The molten salt receiver technology behind Crescent Dunes is, in a real sense, rocket science. It was originally developed in the late 1990s by then-United Technologies Corp. (UTC) subsidiary Pratt & Whitney Rocketdyne for use in space exploration. Though that idea never took flight, the company began looking at commercializing it for power generation in the 2000s.
That was the genesis of SolarReserve, which was formed in 2008 using seed capital from U.S. Renewables Group in partnership with UTC. For three years, SolarReserve worked with Rocketdyne to design a commercial-scale system that could be used as the core of a large CSP plant. It was, Smith said, “a significant challenge.” SolarReserve ultimately acquired all the intellectual property for the design from Rocketdyne in 2014.
Construction on Crescent Dunes began a few miles north of Tonopah in 2011, with on-site employment peaking at just over 1,000 workers. Emerson, Nabtesco, and Delta Products Corp. supplied the array of plant control systems.
Full-power operation was first achieved in the fall of 2015 (Figure 5). SolarReserve says the plant is on track to deliver a consistent 500 GWh annually to NV Energy beginning in 2017. Most of the electricity serves demand in the Las Vegas area, by far the state’s largest load center.
The sight of an operating solar-tower CSP plant is something that is not easily forgotten. At full power, the receiver glows like a miniature sun, so bright with concentrated sunlight that the eye cannot remain on it more than a moment or two.
Whether Crescent Dunes’ future—and that of CSP-plus-storage generation—is quite so bright remains to be seen. Initial signs, however, are positive.
SolarReserve has an array of new plants in various stages of development that will be less expensive and even more efficient than Crescent Dunes, Smith said. Two near-term examples will move substantially past what the company has achieved in Nevada.
The 100-MW Redstone project in South Africa, which breaks ground this fall and will incorporate 12 hours of storage, should see about a 30% decrease in construction costs from Crescent Dunes, as well as reduced construction times. The 260-MW Copiapó project in Chile, with 14 hours of storage, plans to bid its power at under $70/MWh, without subsidies. That plant, using two solar towers and an additional 150 MW of PV generation, is being designed from the ground up to operate as a 24-hour-a-day baseload facility.
Other projects are in the works in China and Australia, Smith said. “We have an agreement with Shenhua, China’s largest coal generator, to build a 10-tower facility, and another agreement with State Grid Corp. to build another 10 towers, though they may not be all on the same site.”
Another 10-tower, approximately 2-GW project in Nye County, Nev., is also on the drawing board, with construction tentatively slated to begin in four or five years. Two sites in Nevada have been identified.

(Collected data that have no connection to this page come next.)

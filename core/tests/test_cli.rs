mod common;

use common::*;
use repsense_core::cli::{run_replay, summary_lines};
use repsense_core::summary::{JumpSummary, PushupSummary};
use repsense_core::SummaryRecord;
use std::fs;

#[test]
fn replay_from_json_file() {
    let frames = vec![hip_frame(0.0, 400.0), hip_frame(1.0, 340.0), hip_frame(1.6, 398.0)];
    let doc = serde_json::json!({ "fps": 30.0, "frames": frames });
    let path = std::env::temp_dir().join(format!("repsense_replay_{}.json", std::process::id()));
    fs::write(&path, doc.to_string()).unwrap();

    let cfg_path = std::env::temp_dir().join(format!("repsense_replay_cfg_{}.json", std::process::id()));
    fs::write(&cfg_path, r#"{"jump": {"window": 1}}"#).unwrap();

    let out = run_replay(&path, "jump", Some(&cfg_path)).expect("replay");
    assert_eq!(out.events.len(), 1);
    assert_eq!(out.report.sample_rate_hz, 30.0);
    assert!(matches!(out.report.summary, SummaryRecord::VerticalJump(ref j) if j.count == 1));

    fs::remove_file(&path).ok();
    fs::remove_file(&cfg_path).ok();
}

#[test]
fn replay_accepts_a_bare_frame_list() {
    let frames = vec![elbow_frame(0.0, 170.0), elbow_frame(0.1, 165.0)];
    let path = std::env::temp_dir().join(format!("repsense_bare_{}.json", std::process::id()));
    fs::write(&path, serde_json::to_string(&frames).unwrap()).unwrap();

    let out = run_replay(&path, "pushup", None).expect("replay");
    assert_eq!(out.report.frames_seen, 2);
    assert_eq!(out.report.sample_rate_hz, 30.0);

    fs::remove_file(&path).ok();
}

#[test]
fn replay_reports_missing_file() {
    let err = run_replay(std::path::Path::new("finnes/ikke.json"), "pushup", None).unwrap_err();
    assert!(err.to_string().contains("kunne ikke lese"));
}

#[test]
fn summary_lines_are_human_readable() {
    let lines = summary_lines(&SummaryRecord::Pushup(PushupSummary {
        count: 3,
        good_reps: 2,
        bad_reps: 1,
        avg_min_elbow_angle: 68.25,
        avg_dip_duration: 0.4,
    }));
    assert_eq!(lines[0], "Reps: 3 (gode 2, dårlige 1)");

    let lines = summary_lines(&SummaryRecord::VerticalJump(JumpSummary {
        count: 1,
        max_height_cm: 15.0,
        avg_air_time: 0.6,
    }));
    assert!(lines.iter().any(|l| l.contains("15.0 cm")));
}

The choice of Nevada was no accident. In addition to the abundance of undeveloped land with excellent insolation, the state’s business and political communities have thrown out the welcome mat for future solar plants.

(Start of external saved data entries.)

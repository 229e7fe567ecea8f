//! Rene reduksjoner fra slutt-tilstand til ett sammendrag per aktivitet.
//! Tom økt gir alltid et sammendrag med nuller.

use serde::{Deserialize, Serialize};

use crate::types::{JumpEvent, RepEvent};

// --- RoundTo trait (avrunding av rapporterte snittverdier) ---
pub trait RoundTo {
    fn round_to(self, dp: u32) -> f64;
}

impl RoundTo for f64 {
    #[inline]
    fn round_to(self, dp: u32) -> f64 {
        if dp == 0 {
            return self.round();
        }
        let factor = 10_f64.powi(dp as i32);
        (self * factor).round() / factor
    }
}

/// Snitt med nulldelingsvakt.
#[inline]
pub(crate) fn mean<I: IntoIterator<Item = f64>>(xs: I) -> f64 {
    let (sum, n) = xs.into_iter().fold((0.0, 0usize), |(s, n), x| (s + x, n + 1));
    if n == 0 {
        0.0
    } else {
        sum / n as f64
    }
}

#[derive(Debug, Clone, PartialEq, Default, Serialize, Deserialize)]
pub struct PushupSummary {
    pub count: u32,
    pub good_reps: u32,
    pub bad_reps: u32,
    pub avg_min_elbow_angle: f64,
    pub avg_dip_duration: f64,
}

#[derive(Debug, Clone, PartialEq, Default, Serialize, Deserialize)]
pub struct PullupSummary {
    pub count: u32,
    pub avg_dip_duration: f64,
}

#[derive(Debug, Clone, PartialEq, Default, Serialize, Deserialize)]
pub struct SitupSummary {
    pub count: u32,
    pub avg_angle_change: f64,
}

#[derive(Debug, Clone, PartialEq, Default, Serialize, Deserialize)]
pub struct JumpSummary {
    pub count: u32,
    pub max_height_cm: f64,
    pub avg_air_time: f64,
}

#[derive(Debug, Clone, PartialEq, Default, Serialize, Deserialize)]
pub struct ShuttleSummary {
    pub runs: u32,
    pub distance_m: f64,
}

#[derive(Debug, Clone, PartialEq, Default, Serialize, Deserialize)]
pub struct ReachSummary {
    pub max_reach_cm: f64,
    pub time_of_max: f64,
}

/// Ett sammendrag per økt; formen avhenger av aktiviteten.
#[derive(Debug, Clone, PartialEq, Serialize, Deserialize)]
#[serde(tag = "activity", rename_all = "snake_case")]
pub enum SummaryRecord {
    Pushup(PushupSummary),
    Pullup(PullupSummary),
    Situp(SitupSummary),
    VerticalJump(JumpSummary),
    ShuttleRun(ShuttleSummary),
    SitAndReach(ReachSummary),
}

pub fn summarize_pushups(reps: &[RepEvent]) -> PushupSummary {
    let good = reps.iter().filter(|r| r.is_correct == Some(true)).count() as u32;
    let count = reps.len() as u32;
    PushupSummary {
        count,
        good_reps: good,
        bad_reps: count - good,
        avg_min_elbow_angle: mean(reps.iter().map(|r| r.extremum_angle)).round_to(3),
        avg_dip_duration: mean(reps.iter().map(|r| r.duration_sec)).round_to(3),
    }
}

pub fn summarize_pullups(reps: &[RepEvent]) -> PullupSummary {
    PullupSummary {
        count: reps.len() as u32,
        avg_dip_duration: mean(reps.iter().map(|r| r.duration_sec)).round_to(3),
    }
}

pub fn summarize_situps(reps: &[RepEvent]) -> SitupSummary {
    SitupSummary {
        count: reps.len() as u32,
        avg_angle_change: mean(reps.iter().map(|r| r.extremum_angle)).round_to(3),
    }
}

pub fn summarize_jumps(jumps: &[JumpEvent], meters_per_pixel: f64) -> JumpSummary {
    let max_px = jumps.iter().map(|j| j.height_px).fold(0.0, f64::max);
    JumpSummary {
        count: jumps.len() as u32,
        max_height_cm: (max_px * meters_per_pixel * 100.0).round_to(2),
        avg_air_time: mean(jumps.iter().map(|j| j.air_time_sec)).round_to(3),
    }
}

/// `distance_m` er spennet (maks − min) i posisjonshistorikken, ikke summen av legger.
/// `span_px` er (min, max) av glattede posisjoner; `None` når ingen frame er sett.
pub fn summarize_shuttle(run_count: u32, span_px: Option<(f64, f64)>, meters_per_pixel: f64) -> ShuttleSummary {
    let spread = span_px.map_or(0.0, |(lo, hi)| hi - lo);
    ShuttleSummary {
        runs: run_count,
        distance_m: (spread * meters_per_pixel).round_to(3),
    }
}

pub fn summarize_reach(best: Option<(f64, f64)>, meters_per_pixel: f64) -> ReachSummary {
    match best {
        Some((reach_px, t)) => ReachSummary {
            max_reach_cm: (reach_px * meters_per_pixel * 100.0).round_to(2),
            time_of_max: t,
        },
        None => ReachSummary::default(),
    }
}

Sen. Dean Heller (R-Nev.), who also visited the site on October 11, spoke glowingly of the future potential of solar energy, in Nevada and elsewhere. Heller, a member of the Senate Finance Committee, has repeatedly broken with many of his GOP colleagues to push supportive legislation for solar power, most notably the extension of the Investment Tax Credit at the end of 2015. (The Solar Energy Industries Associaton counts him as one of its key allies in Washington.)
“What solar and geothermal is to Nevada is what oil and gas is to Texas,” Heller said.
The success of Crescent Dunes has changed the financial posture of these projects, however. While Crescent Dunes needed DOE support, Redstone and Copiapó are 100% commercially financed.
Said Smith, “We’ve convinced the financial markets.”